◆ Exercise brief: What lines of the data below hold the string "email"? Copy each one out.

(Available records Opens)

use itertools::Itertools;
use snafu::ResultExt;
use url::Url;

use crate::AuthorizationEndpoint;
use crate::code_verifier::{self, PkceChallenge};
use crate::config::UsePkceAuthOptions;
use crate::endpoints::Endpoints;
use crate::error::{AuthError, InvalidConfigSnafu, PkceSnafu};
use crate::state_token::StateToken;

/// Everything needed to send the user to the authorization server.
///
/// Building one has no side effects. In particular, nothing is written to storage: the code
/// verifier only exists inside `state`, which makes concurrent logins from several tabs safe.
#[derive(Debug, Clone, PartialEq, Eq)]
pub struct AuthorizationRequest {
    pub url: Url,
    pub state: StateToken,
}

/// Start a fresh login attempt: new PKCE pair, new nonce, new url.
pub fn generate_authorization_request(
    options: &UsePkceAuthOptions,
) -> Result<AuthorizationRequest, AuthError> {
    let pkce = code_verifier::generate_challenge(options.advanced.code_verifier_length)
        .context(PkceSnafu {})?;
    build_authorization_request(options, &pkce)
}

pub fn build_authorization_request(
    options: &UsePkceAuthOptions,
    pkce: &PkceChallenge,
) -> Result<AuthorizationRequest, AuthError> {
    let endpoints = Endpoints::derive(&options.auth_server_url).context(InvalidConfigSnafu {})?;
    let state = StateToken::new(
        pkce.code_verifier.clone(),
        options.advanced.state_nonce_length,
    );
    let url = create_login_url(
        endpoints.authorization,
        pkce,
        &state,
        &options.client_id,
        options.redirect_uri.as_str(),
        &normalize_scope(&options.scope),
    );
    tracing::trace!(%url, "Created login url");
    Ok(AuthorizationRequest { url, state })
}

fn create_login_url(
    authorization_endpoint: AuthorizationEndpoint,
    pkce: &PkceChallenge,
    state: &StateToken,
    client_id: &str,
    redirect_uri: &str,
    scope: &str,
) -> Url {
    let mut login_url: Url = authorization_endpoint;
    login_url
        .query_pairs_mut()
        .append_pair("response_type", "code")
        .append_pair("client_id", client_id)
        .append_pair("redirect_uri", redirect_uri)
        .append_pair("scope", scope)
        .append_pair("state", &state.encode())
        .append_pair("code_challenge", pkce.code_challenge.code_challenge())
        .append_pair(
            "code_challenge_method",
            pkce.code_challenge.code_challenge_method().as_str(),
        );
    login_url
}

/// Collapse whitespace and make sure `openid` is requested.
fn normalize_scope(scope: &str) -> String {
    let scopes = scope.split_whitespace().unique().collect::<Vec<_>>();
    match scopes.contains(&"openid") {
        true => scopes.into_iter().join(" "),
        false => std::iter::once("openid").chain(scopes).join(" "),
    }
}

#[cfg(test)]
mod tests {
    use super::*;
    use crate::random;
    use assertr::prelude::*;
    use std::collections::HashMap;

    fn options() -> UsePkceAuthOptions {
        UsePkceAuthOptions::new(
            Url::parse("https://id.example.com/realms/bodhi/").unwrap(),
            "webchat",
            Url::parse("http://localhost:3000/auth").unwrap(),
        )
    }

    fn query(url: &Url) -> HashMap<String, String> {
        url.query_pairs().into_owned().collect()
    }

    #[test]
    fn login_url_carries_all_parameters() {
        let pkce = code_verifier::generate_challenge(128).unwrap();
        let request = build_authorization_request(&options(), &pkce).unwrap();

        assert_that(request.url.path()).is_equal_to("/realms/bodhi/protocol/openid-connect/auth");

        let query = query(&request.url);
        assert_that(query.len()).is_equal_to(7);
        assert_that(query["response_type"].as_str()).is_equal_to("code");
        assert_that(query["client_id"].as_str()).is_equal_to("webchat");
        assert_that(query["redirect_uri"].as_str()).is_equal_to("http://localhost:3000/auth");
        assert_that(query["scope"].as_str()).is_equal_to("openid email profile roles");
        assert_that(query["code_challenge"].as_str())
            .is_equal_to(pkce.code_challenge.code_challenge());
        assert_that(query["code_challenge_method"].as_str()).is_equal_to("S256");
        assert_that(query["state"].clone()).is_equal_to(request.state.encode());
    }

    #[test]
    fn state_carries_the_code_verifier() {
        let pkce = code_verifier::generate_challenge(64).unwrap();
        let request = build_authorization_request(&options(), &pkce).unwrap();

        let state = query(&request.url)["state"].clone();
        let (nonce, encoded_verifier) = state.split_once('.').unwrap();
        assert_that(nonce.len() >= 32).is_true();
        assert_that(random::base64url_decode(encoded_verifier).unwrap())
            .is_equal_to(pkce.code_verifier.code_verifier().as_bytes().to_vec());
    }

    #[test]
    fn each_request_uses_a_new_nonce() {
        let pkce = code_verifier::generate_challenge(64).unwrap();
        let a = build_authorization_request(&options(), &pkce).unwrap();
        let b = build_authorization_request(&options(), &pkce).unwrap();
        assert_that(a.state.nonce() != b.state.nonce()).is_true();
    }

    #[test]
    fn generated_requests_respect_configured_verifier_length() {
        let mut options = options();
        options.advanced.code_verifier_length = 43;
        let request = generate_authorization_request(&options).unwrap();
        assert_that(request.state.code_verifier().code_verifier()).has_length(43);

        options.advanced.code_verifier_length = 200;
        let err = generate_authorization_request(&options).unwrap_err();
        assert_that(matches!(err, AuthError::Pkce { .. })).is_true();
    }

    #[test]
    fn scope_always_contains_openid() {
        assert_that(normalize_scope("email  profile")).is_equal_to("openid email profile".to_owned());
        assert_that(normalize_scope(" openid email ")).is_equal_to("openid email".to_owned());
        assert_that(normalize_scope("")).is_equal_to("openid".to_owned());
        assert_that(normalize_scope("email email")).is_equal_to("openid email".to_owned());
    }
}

(Available records Closes)
(Available records Opens)

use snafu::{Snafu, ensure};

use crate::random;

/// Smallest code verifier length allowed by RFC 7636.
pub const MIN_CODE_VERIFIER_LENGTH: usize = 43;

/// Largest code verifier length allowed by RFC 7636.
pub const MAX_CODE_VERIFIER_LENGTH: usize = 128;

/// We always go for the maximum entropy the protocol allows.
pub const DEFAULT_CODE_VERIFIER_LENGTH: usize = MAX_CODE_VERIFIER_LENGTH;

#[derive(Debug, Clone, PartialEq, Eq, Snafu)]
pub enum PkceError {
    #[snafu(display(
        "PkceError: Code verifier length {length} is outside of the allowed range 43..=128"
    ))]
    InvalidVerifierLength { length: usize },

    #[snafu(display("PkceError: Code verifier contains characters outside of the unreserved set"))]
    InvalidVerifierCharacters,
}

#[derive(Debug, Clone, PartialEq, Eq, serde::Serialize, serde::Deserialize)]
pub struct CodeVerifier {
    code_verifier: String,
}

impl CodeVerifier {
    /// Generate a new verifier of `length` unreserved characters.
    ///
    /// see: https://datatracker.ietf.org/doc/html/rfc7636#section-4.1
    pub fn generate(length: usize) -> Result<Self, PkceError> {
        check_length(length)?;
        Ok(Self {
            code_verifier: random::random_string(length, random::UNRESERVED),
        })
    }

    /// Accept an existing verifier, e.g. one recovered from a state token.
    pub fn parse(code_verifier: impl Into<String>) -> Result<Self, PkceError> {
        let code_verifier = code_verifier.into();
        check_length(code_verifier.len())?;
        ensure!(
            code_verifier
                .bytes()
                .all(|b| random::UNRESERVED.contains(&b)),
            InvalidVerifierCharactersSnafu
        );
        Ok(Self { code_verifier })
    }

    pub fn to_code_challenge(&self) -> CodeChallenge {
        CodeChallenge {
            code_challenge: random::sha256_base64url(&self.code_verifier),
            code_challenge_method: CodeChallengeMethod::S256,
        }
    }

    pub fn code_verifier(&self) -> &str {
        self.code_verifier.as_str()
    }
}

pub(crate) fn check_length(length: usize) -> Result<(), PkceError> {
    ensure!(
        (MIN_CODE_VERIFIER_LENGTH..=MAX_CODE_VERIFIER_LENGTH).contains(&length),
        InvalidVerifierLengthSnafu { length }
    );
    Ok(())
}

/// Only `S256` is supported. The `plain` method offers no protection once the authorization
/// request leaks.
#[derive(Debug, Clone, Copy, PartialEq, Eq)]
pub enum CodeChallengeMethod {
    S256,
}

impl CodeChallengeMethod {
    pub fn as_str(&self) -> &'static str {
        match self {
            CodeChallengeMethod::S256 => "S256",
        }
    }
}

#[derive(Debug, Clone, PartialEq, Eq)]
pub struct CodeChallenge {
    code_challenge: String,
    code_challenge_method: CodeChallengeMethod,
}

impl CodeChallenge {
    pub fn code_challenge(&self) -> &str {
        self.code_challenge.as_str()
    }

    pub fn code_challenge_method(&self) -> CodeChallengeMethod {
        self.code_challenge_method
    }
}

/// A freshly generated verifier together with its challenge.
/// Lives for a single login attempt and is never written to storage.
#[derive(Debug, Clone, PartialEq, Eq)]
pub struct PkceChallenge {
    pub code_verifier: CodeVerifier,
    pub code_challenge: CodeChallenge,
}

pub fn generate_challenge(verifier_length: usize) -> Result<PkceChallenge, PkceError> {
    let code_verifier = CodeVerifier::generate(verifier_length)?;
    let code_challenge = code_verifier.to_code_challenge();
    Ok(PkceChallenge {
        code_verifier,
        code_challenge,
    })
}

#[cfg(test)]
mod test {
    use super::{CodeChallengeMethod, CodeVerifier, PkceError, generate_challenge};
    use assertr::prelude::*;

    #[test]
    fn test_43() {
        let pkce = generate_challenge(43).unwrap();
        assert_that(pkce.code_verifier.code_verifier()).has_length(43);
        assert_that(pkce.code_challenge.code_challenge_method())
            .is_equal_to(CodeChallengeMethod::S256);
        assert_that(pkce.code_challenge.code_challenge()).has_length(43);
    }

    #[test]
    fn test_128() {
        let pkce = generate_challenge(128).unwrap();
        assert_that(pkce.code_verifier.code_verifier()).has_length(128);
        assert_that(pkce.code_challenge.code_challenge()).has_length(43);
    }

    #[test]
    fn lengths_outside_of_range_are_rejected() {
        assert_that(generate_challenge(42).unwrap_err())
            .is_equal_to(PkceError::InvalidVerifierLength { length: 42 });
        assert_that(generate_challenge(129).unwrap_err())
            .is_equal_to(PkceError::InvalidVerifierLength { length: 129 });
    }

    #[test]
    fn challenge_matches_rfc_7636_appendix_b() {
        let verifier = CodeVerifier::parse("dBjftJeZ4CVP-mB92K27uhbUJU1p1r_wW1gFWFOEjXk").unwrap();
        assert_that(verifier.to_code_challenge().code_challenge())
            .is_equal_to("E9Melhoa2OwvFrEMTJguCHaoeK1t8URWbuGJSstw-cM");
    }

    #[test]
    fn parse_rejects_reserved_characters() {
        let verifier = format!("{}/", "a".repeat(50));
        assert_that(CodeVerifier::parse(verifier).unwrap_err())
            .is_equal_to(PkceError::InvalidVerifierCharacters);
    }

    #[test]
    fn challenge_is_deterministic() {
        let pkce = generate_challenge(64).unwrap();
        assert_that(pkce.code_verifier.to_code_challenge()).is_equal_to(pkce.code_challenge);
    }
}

(Available records Closes)

◆ Solved exercise:
        assert_that(query["scope"].as_str()).is_equal_to("openid email profile roles");
        assert_that(normalize_scope("email  profile")).is_equal_to("openid email profile".to_owned());
        assert_that(normalize_scope(" openid email ")).is_equal_to("openid email".to_owned());
        assert_that(normalize_scope("email email")).is_equal_to("openid email".to_owned());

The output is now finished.